The U.S. National Digital Newspaper Program Update

As of today, the Library of Congress' Chronicling America, National Digital Newspaper Program shows 5,206,652 pages digitized. This free, online collection contains pages from more than 800 newspaper titles, published in 25 states between 1836 and 1922. You can read about in depth in the Library of Congress blog, The Signal Digital Preservation. Quoting from Deb Thomas, NDNP program coordinator:
We have full-text search for newspapers from all across the country covering almost a hundred years – you can find first-hand reporting on the battles of the Civil War, diverse voices during the years of Reconstruction, life events throughout families going back generations, and the scandals and crimes that riveted the reading public during these decades. You can explore land disputes, crop reports, society news in both cities and small communities, American perspectives on events across the world, fact and fiction in technological advances, poetry, serialized literature by such classic writers as Charles Dickens and Arthur Conan Doyle and much, much more.
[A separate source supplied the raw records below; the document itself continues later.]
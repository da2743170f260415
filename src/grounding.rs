//! # Response Grounder
//! Turns retrieved publications into a bounded prompt context and asks the
//! generation backend for an answer, under rate-limiter control.
//!
//! Quota discipline: a slot is recorded only after the backend returned text.
//! Denials, backend errors, timeouts and abandoned calls record nothing.

use std::sync::Arc;
use std::time::Duration;

use metrics::counter;
use tracing::{debug, info, warn};

use crate::error::{EngineError, EngineResult};
use crate::generate::{DynGenerator, GenerationError};
use crate::publication::Publication;
use crate::rate_limit::{Clock, RateLimiter, SystemClock};

/// At most this many results are rendered into the prompt context.
pub const CONTEXT_MAX_RESULTS: usize = 10;
pub const DEFAULT_GENERATION_TIMEOUT: Duration = Duration::from_secs(30);

/// Deterministic reply when there is nothing to ground an answer on.
pub fn no_results_message(query: &str) -> String {
    format!("No studies found for \"{query}\". Try a different question or browse by topic.")
}

/// `Study {rank}: {title}\nSummary: {summary}\nTopic: {topic}` blocks, blank-line separated.
pub fn format_context(results: &[Publication]) -> String {
    results
        .iter()
        .take(CONTEXT_MAX_RESULTS)
        .enumerate()
        .map(|(i, p)| {
            format!(
                "Study {}: {}\nSummary: {}\nTopic: {}",
                i + 1,
                p.title,
                p.summary,
                p.topic
            )
        })
        .collect::<Vec<_>>()
        .join("\n\n")
}

pub fn build_prompt(query: &str, context: &str) -> String {
    format!(
        "You are a helpful space biology research assistant analyzing NASA publications.
Provide clear, concise answers based on the research summaries provided.
Cite study titles when relevant. Keep responses under 300 words.

Question: {query}

Relevant Research from NASA Publications:

{context}

Based on these studies, please provide a clear and informative answer to the question."
    )
}

/// Does the backend error text signal remote quota / rate-limit exhaustion?
pub fn is_quota_error(message: &str) -> bool {
    let m = message.to_lowercase();
    m.contains("quota") || m.contains("rate limit") || m.contains("429")
}

fn classify_failure(err: GenerationError) -> EngineError {
    match err {
        GenerationError::NotConfigured => EngineError::NotConfigured,
        GenerationError::Backend(msg) if is_quota_error(&msg) => EngineError::UpstreamQuotaExceeded,
        GenerationError::Backend(msg) => EngineError::UpstreamFailure(msg),
    }
}

pub struct ResponseGrounder {
    generator: DynGenerator,
    limiter: Arc<RateLimiter>,
    clock: Arc<dyn Clock>,
    timeout: Duration,
}

impl ResponseGrounder {
    pub fn new(generator: DynGenerator, limiter: Arc<RateLimiter>) -> Self {
        Self {
            generator,
            limiter,
            clock: Arc::new(SystemClock),
            timeout: DEFAULT_GENERATION_TIMEOUT,
        }
    }

    pub fn with_clock(mut self, clock: Arc<dyn Clock>) -> Self {
        self.clock = clock;
        self
    }

    pub fn with_timeout(mut self, timeout: Duration) -> Self {
        self.timeout = timeout;
        self
    }

    pub fn limiter(&self) -> &RateLimiter {
        &self.limiter
    }

    /// The clock admission and recording are stamped with.
    pub fn clock(&self) -> &dyn Clock {
        self.clock.as_ref()
    }

    pub fn provider_name(&self) -> &'static str {
        self.generator.provider_name()
    }

    /// Answer `query` grounded on `results` (already limit-capped upstream).
    pub async fn answer(&self, query: &str, results: &[Publication]) -> EngineResult<String> {
        if results.is_empty() {
            debug!(target: "advisor", query_len = query.len(), "no results; canned reply");
            return Ok(no_results_message(query));
        }

        let context = format_context(results);

        let permit = match self.limiter.admit(self.clock.now()) {
            Ok(p) => p,
            Err(reason) => {
                counter!("advisor_denied_total", "reason" => reason.label()).increment(1);
                warn!(target: "advisor", reason = reason.label(), "generation denied by local limiter");
                return Err(EngineError::RateLimited { reason });
            }
        };
        counter!("advisor_admitted_total").increment(1);

        let prompt = build_prompt(query, &context);
        info!(
            target: "advisor",
            provider = self.generator.provider_name(),
            query_len = query.len(),
            context_items = results.len().min(CONTEXT_MAX_RESULTS),
            "calling generation backend"
        );

        match tokio::time::timeout(self.timeout, self.generator.generate(&prompt)).await {
            Ok(Ok(text)) => {
                permit.record(self.clock.now());
                Ok(text)
            }
            Ok(Err(e)) => {
                let err = classify_failure(e);
                counter!("advisor_generation_failures_total", "kind" => err.kind()).increment(1);
                warn!(target: "advisor", kind = err.kind(), error = %err, "generation failed");
                Err(err)
            }
            Err(_) => {
                counter!("advisor_generation_failures_total", "kind" => "timeout").increment(1);
                warn!(target: "advisor", timeout_secs = self.timeout.as_secs(), "generation timed out");
                Err(EngineError::UpstreamFailure(format!(
                    "generation timed out after {}s",
                    self.timeout.as_secs()
                )))
            }
        }
    }
}
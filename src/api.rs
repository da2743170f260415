//! Thin HTTP adapter: parses parameters, calls the service, renders results.

use std::sync::Arc;

use axum::{
    extract::{Query, State},
    http::StatusCode,
    response::{IntoResponse, Response},
    routing::{get, post},
    Json, Router,
};
use serde::{Deserialize, Serialize};
use tower_http::cors::CorsLayer;

use crate::error::EngineError;
use crate::publication::{Publication, TopicCount};
use crate::rate_limit::RateUsage;
use crate::search::DEFAULT_LIMIT;
use crate::service::{AdvisoryAnswer, AdvisoryService};

/// Results fed to the chat answer when the caller does not say otherwise.
pub const DEFAULT_CHAT_LIMIT: usize = 10;

#[derive(Clone)]
pub struct AppState {
    pub service: Arc<AdvisoryService>,
}

impl AppState {
    pub fn new(service: AdvisoryService) -> Self {
        Self {
            service: Arc::new(service),
        }
    }
}

pub fn router(state: AppState) -> Router {
    Router::new()
        .route("/api/health", get(health))
        .route("/api/summaries", get(summaries))
        .route("/api/topics", get(topics))
        .route("/api/chat", post(chat))
        .layer(CorsLayer::very_permissive())
        .with_state(state)
}

/// Engine error rendered as `{"error": .., "kind": ..}` with a matching status.
pub struct ApiError(EngineError);

impl From<EngineError> for ApiError {
    fn from(e: EngineError) -> Self {
        Self(e)
    }
}

impl IntoResponse for ApiError {
    fn into_response(self) -> Response {
        let status =
            StatusCode::from_u16(self.0.status_code()).unwrap_or(StatusCode::INTERNAL_SERVER_ERROR);
        let body = serde_json::json!({
            "error": self.0.to_string(),
            "kind": self.0.kind(),
        });
        (status, Json(body)).into_response()
    }
}

#[derive(Serialize)]
struct HealthOut {
    status: &'static str,
    service: &'static str,
    publications: usize,
    rate: RateUsage,
}

async fn health(State(state): State<AppState>) -> Json<HealthOut> {
    Json(HealthOut {
        status: "healthy",
        service: "BioCosmos Dashboard API",
        publications: state.service.index().len(),
        rate: state.service.rate_usage(),
    })
}

#[derive(Deserialize)]
struct SummariesParams {
    #[serde(default)]
    query: Option<String>,
    #[serde(default)]
    topic: Option<String>,
    #[serde(default)]
    limit: Option<usize>,
}

async fn summaries(
    State(state): State<AppState>,
    Query(q): Query<SummariesParams>,
) -> Result<Json<Vec<Publication>>, ApiError> {
    let hits = state.service.search(
        q.query.as_deref().unwrap_or_default(),
        q.topic.as_deref(),
        q.limit.unwrap_or(DEFAULT_LIMIT),
    )?;
    Ok(Json(hits))
}

async fn topics(State(state): State<AppState>) -> Json<Vec<TopicCount>> {
    Json(state.service.topic_distribution())
}

#[derive(Deserialize)]
struct ChatReq {
    query: String,
    #[serde(default)]
    limit: Option<usize>,
}

async fn chat(
    State(state): State<AppState>,
    Json(body): Json<ChatReq>,
) -> Result<Json<AdvisoryAnswer>, ApiError> {
    let out = state
        .service
        .answer(&body.query, body.limit.unwrap_or(DEFAULT_CHAT_LIMIT))
        .await?;
    Ok(Json(out))
}
//! Google Gemini provider (`generateContent` REST endpoint).

use std::time::Duration;

use serde::{Deserialize, Serialize};

use super::{snippet, GenerationError, GenerationFuture, TextGenerator};

pub const DEFAULT_GEMINI_MODEL: &str = "gemini-2.5-flash";
const GEMINI_BASE_URL: &str = "https://generativelanguage.googleapis.com/v1beta/models";

pub struct GeminiProvider {
    http: reqwest::Client,
    api_key: String,
    model: String,
}

impl GeminiProvider {
    /// `model_override`: pass Some("gemini-2.5-pro") to override; defaults to gemini-2.5-flash.
    pub fn new(
        api_key: String,
        model_override: Option<&str>,
        timeout: Duration,
    ) -> Result<Self, GenerationError> {
        let http = reqwest::Client::builder()
            .user_agent("biocosmos/0.1")
            .connect_timeout(Duration::from_secs(4))
            .timeout(timeout)
            .build()
            .map_err(|e| GenerationError::Backend(format!("http client: {e}")))?;
        Ok(Self {
            http,
            api_key,
            model: model_override.unwrap_or(DEFAULT_GEMINI_MODEL).to_string(),
        })
    }
}

#[derive(Serialize)]
struct Part<'a> {
    text: &'a str,
}
#[derive(Serialize)]
struct Content<'a> {
    parts: Vec<Part<'a>>,
}
#[derive(Serialize)]
struct Req<'a> {
    contents: Vec<Content<'a>>,
}

#[derive(Deserialize)]
struct Resp {
    #[serde(default)]
    candidates: Vec<Candidate>,
}
#[derive(Deserialize)]
struct Candidate {
    content: Option<RespContent>,
}
#[derive(Deserialize)]
struct RespContent {
    #[serde(default)]
    parts: Vec<RespPart>,
}
#[derive(Deserialize)]
struct RespPart {
    #[serde(default)]
    text: String,
}

/// Concatenated text of the first candidate.
fn first_candidate_text(resp: Resp) -> Option<String> {
    let content = resp.candidates.into_iter().next()?.content?;
    let text: String = content.parts.into_iter().map(|p| p.text).collect();
    let text = text.trim().to_string();
    (!text.is_empty()).then_some(text)
}

impl TextGenerator for GeminiProvider {
    fn generate<'a>(&'a self, prompt: &'a str) -> GenerationFuture<'a> {
        Box::pin(async move {
            let req = Req {
                contents: vec![Content {
                    parts: vec![Part { text: prompt }],
                }],
            };
            let url = format!("{GEMINI_BASE_URL}/{}:generateContent", self.model);

            let resp = self
                .http
                .post(url)
                .header("x-goog-api-key", &self.api_key)
                .json(&req)
                .send()
                .await
                .map_err(|e| GenerationError::Backend(format!("request failed: {e}")))?;

            let status = resp.status();
            if !status.is_success() {
                let body = resp.text().await.unwrap_or_default();
                return Err(GenerationError::Backend(format!(
                    "HTTP {}: {}",
                    status.as_u16(),
                    snippet(&body, 200)
                )));
            }

            let body: Resp = resp
                .json()
                .await
                .map_err(|e| GenerationError::Backend(format!("invalid response body: {e}")))?;
            first_candidate_text(body)
                .ok_or_else(|| GenerationError::Backend("empty response from backend".to_string()))
        })
    }

    fn provider_name(&self) -> &'static str {
        "gemini"
    }
}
All digitized papers in the collection can be searched by date, location and full-text options in both a simple keyword search and a more advanced approach which allows users to zero in on specific times and places with combinations of words and phrases.
I am aware that there are other huge online collections of newspapers, such as the Newspaper Archive that claims 95,548,797 records but this is a subscription site and costs $71.88 a year. By the way, if you subscribe to MyHeritage.com you can search the NewspaperArchive.com included in the cost of membership. It is also unclear whether the claimed number refers to articles within the newspapers or the number of pages. MyHeritage.com states that the NewspaperArchive.com website has 120 million newspaper pages. In any event, there are a lot of newspaper pages to search. In addition, the NewspaperArchive.com site is searchable for free at FamilySearch Centers.

There are other huge online collections such as NewsBank.com and its sister site. GenealogyBank.com, both subscription sites.

Some states have extensive collections of digitized newspapers, such as the Utah Digital Newspaper Project but others such as my own state of Arizona are less extensive.